▶ TASK INPUTS
▼

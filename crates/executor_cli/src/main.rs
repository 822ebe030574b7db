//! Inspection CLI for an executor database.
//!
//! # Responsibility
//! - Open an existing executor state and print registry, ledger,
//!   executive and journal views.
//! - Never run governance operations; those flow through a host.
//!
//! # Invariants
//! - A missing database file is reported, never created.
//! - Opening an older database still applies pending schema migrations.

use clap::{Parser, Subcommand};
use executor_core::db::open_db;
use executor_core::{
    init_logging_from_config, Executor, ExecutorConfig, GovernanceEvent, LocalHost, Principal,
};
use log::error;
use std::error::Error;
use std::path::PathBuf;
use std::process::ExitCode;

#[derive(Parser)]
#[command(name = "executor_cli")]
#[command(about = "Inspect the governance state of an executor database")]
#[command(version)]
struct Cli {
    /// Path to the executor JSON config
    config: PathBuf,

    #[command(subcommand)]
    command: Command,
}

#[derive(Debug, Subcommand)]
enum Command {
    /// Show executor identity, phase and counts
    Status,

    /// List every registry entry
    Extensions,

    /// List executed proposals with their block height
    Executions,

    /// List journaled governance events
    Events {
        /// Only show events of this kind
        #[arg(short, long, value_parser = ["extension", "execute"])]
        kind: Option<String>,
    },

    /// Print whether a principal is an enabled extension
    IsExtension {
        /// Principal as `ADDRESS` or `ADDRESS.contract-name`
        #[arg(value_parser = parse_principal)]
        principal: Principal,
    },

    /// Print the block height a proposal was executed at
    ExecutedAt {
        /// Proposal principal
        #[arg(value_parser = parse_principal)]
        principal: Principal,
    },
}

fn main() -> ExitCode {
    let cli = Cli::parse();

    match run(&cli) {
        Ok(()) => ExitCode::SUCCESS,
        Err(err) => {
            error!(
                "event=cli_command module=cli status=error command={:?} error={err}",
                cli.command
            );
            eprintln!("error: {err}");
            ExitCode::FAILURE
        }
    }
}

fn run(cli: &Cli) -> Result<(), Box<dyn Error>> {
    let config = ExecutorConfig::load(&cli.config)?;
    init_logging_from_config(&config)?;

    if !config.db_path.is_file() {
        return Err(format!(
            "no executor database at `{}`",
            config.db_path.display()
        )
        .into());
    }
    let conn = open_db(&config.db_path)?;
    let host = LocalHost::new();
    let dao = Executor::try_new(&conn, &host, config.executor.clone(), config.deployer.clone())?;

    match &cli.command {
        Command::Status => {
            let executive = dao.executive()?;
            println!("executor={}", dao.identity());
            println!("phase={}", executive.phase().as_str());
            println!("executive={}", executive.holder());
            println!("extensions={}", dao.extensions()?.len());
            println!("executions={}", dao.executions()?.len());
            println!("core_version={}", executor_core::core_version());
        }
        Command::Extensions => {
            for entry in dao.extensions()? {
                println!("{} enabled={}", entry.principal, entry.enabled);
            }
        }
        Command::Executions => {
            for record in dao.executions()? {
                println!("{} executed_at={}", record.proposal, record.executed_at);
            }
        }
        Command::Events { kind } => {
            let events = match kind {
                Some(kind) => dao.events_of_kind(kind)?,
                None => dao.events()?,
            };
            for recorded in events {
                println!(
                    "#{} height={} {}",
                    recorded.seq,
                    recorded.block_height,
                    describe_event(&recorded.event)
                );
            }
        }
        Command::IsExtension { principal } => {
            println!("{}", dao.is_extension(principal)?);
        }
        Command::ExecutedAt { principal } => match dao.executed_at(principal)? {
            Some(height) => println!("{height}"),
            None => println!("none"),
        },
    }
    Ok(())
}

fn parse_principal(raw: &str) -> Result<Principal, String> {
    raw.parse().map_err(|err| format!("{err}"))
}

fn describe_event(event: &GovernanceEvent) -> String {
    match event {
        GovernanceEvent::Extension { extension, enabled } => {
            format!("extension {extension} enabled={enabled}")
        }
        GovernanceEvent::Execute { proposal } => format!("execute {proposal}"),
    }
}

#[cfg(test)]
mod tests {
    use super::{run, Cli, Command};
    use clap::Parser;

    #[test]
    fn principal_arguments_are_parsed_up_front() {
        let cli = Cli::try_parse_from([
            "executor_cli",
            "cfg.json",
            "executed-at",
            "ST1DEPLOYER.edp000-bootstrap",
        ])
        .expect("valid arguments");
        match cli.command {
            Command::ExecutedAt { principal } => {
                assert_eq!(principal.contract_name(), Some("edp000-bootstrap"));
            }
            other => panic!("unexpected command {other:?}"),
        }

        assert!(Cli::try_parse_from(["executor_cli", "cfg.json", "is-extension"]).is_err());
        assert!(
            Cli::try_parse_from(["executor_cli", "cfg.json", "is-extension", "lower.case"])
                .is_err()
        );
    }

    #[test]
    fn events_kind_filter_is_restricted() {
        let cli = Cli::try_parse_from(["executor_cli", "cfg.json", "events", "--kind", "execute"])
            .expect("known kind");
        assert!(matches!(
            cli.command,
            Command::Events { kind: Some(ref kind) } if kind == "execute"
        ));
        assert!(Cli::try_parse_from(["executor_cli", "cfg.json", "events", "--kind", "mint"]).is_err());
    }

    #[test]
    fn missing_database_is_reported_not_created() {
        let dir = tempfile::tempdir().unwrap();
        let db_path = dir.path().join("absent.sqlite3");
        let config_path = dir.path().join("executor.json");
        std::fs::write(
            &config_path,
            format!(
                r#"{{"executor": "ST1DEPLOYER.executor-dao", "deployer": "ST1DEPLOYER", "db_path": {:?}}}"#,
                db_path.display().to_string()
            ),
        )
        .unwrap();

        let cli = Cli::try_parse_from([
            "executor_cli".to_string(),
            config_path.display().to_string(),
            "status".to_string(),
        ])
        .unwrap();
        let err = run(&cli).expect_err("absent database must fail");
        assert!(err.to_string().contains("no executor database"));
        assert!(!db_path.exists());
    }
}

▲

▶ TASK DESCRIPTION
Would you please give all of the records again exactly as they stand?

▶ SOLUTION FOR THIS TASK
filename crates/executor_cli/src/main.rs
repository 822ebe030574b7db
//! Inspection CLI for an executor database.
//!
//! # Responsibility
//! - Open an existing executor state and print registry, ledger,
//!   executive and journal views.
//! - Never run governance operations; those flow through a host.
//!
//! # Invariants
//! - A missing database file is reported, never created.
//! - Opening an older database still applies pending schema migrations.

use clap::{Parser, Subcommand};
use executor_core::db::open_db;
use executor_core::{
    init_logging_from_config, Executor, ExecutorConfig, GovernanceEvent, LocalHost, Principal,
};
use log::error;
use std::error::Error;
use std::path::PathBuf;
use std::process::ExitCode;

#[derive(Parser)]
#[command(name = "executor_cli")]
#[command(about = "Inspect the governance state of an executor database")]
#[command(version)]
struct Cli {
    /// Path to the executor JSON config
    config: PathBuf,

    #[command(subcommand)]
    command: Command,
}

#[derive(Debug, Subcommand)]
enum Command {
    /// Show executor identity, phase and counts
    Status,

    /// List every registry entry
    Extensions,

    /// List executed proposals with their block height
    Executions,

    /// List journaled governance events
    Events {
        /// Only show events of this kind
        #[arg(short, long, value_parser = ["extension", "execute"])]
        kind: Option<String>,
    },

    /// Print whether a principal is an enabled extension
    IsExtension {
        /// Principal as `ADDRESS` or `ADDRESS.contract-name`
        #[arg(value_parser = parse_principal)]
        principal: Principal,
    },

    /// Print the block height a proposal was executed at
    ExecutedAt {
        /// Proposal principal
        #[arg(value_parser = parse_principal)]
        principal: Principal,
    },
}

fn main() -> ExitCode {
    let cli = Cli::parse();

    match run(&cli) {
        Ok(()) => ExitCode::SUCCESS,
        Err(err) => {
            error!(
                "event=cli_command module=cli status=error command={:?} error={err}",
                cli.command
            );
            eprintln!("error: {err}");
            ExitCode::FAILURE
        }
    }
}

fn run(cli: &Cli) -> Result<(), Box<dyn Error>> {
    let config = ExecutorConfig::load(&cli.config)?;
    init_logging_from_config(&config)?;

    if !config.db_path.is_file() {
        return Err(format!(
            "no executor database at `{}`",
            config.db_path.display()
        )
        .into());
    }
    let conn = open_db(&config.db_path)?;
    let host = LocalHost::new();
    let dao = Executor::try_new(&conn, &host, config.executor.clone(), config.deployer.clone())?;

    match &cli.command {
        Command::Status => {
            let executive = dao.executive()?;
            println!("executor={}", dao.identity());
            println!("phase={}", executive.phase().as_str());
            println!("executive={}", executive.holder());
            println!("extensions={}", dao.extensions()?.len());
            println!("executions={}", dao.executions()?.len());
            println!("core_version={}", executor_core::core_version());
        }
        Command::Extensions => {
            for entry in dao.extensions()? {
                println!("{} enabled={}", entry.principal, entry.enabled);
            }
        }
        Command::Executions => {
            for record in dao.executions()? {
                println!("{} executed_at={}", record.proposal, record.executed_at);
            }
        }
        Command::Events { kind } => {
            let events = match kind {
                Some(kind) => dao.events_of_kind(kind)?,
                None => dao.events()?,
            };
            for recorded in events {
                println!(
                    "#{} height={} {}",
                    recorded.seq,
                    recorded.block_height,
                    describe_event(&recorded.event)
                );
            }
        }
        Command::IsExtension { principal } => {
            println!("{}", dao.is_extension(principal)?);
        }
        Command::ExecutedAt { principal } => match dao.executed_at(principal)? {
            Some(height) => println!("{height}"),
            None => println!("none"),
        },
    }
    Ok(())
}

fn parse_principal(raw: &str) -> Result<Principal, String> {
    raw.parse().map_err(|err| format!("{err}"))
}

fn describe_event(event: &GovernanceEvent) -> String {
    match event {
        GovernanceEvent::Extension { extension, enabled } => {
            format!("extension {extension} enabled={enabled}")
        }
        GovernanceEvent::Execute { proposal } => format!("execute {proposal}"),
    }
}

#[cfg(test)]
mod tests {
    use super::{run, Cli, Command};
    use clap::Parser;

    #[test]
    fn principal_arguments_are_parsed_up_front() {
        let cli = Cli::try_parse_from([
            "executor_cli",
            "cfg.json",
            "executed-at",
            "ST1DEPLOYER.edp000-bootstrap",
        ])
        .expect("valid arguments");
        match cli.command {
            Command::ExecutedAt { principal } => {
                assert_eq!(principal.contract_name(), Some("edp000-bootstrap"));
            }
            other => panic!("unexpected command {other:?}"),
        }

        assert!(Cli::try_parse_from(["executor_cli", "cfg.json", "is-extension"]).is_err());
        assert!(
            Cli::try_parse_from(["executor_cli", "cfg.json", "is-extension", "lower.case"])
                .is_err()
        );
    }

    #[test]
    fn events_kind_filter_is_restricted() {
        let cli = Cli::try_parse_from(["executor_cli", "cfg.json", "events", "--kind", "execute"])
            .expect("known kind");
        assert!(matches!(
            cli.command,
            Command::Events { kind: Some(ref kind) } if kind == "execute"
        ));
        assert!(Cli::try_parse_from(["executor_cli", "cfg.json", "events", "--kind", "mint"]).is_err());
    }

    #[test]
    fn missing_database_is_reported_not_created() {
        let dir = tempfile::tempdir().unwrap();
        let db_path = dir.path().join("absent.sqlite3");
        let config_path = dir.path().join("executor.json");
        std::fs::write(
            &config_path,
            format!(
                r#"{{"executor": "ST1DEPLOYER.executor-dao", "deployer": "ST1DEPLOYER", "db_path": {:?}}}"#,
                db_path.display().to_string()
            ),
        )
        .unwrap();

        let cli = Cli::try_parse_from([
            "executor_cli".to_string(),
            config_path.display().to_string(),
            "status".to_string(),
        ])
        .unwrap();
        let err = run(&cli).expect_err("absent database must fail");
        assert!(err.to_string().contains("no executor database"));
        assert!(!db_path.exists());
    }
}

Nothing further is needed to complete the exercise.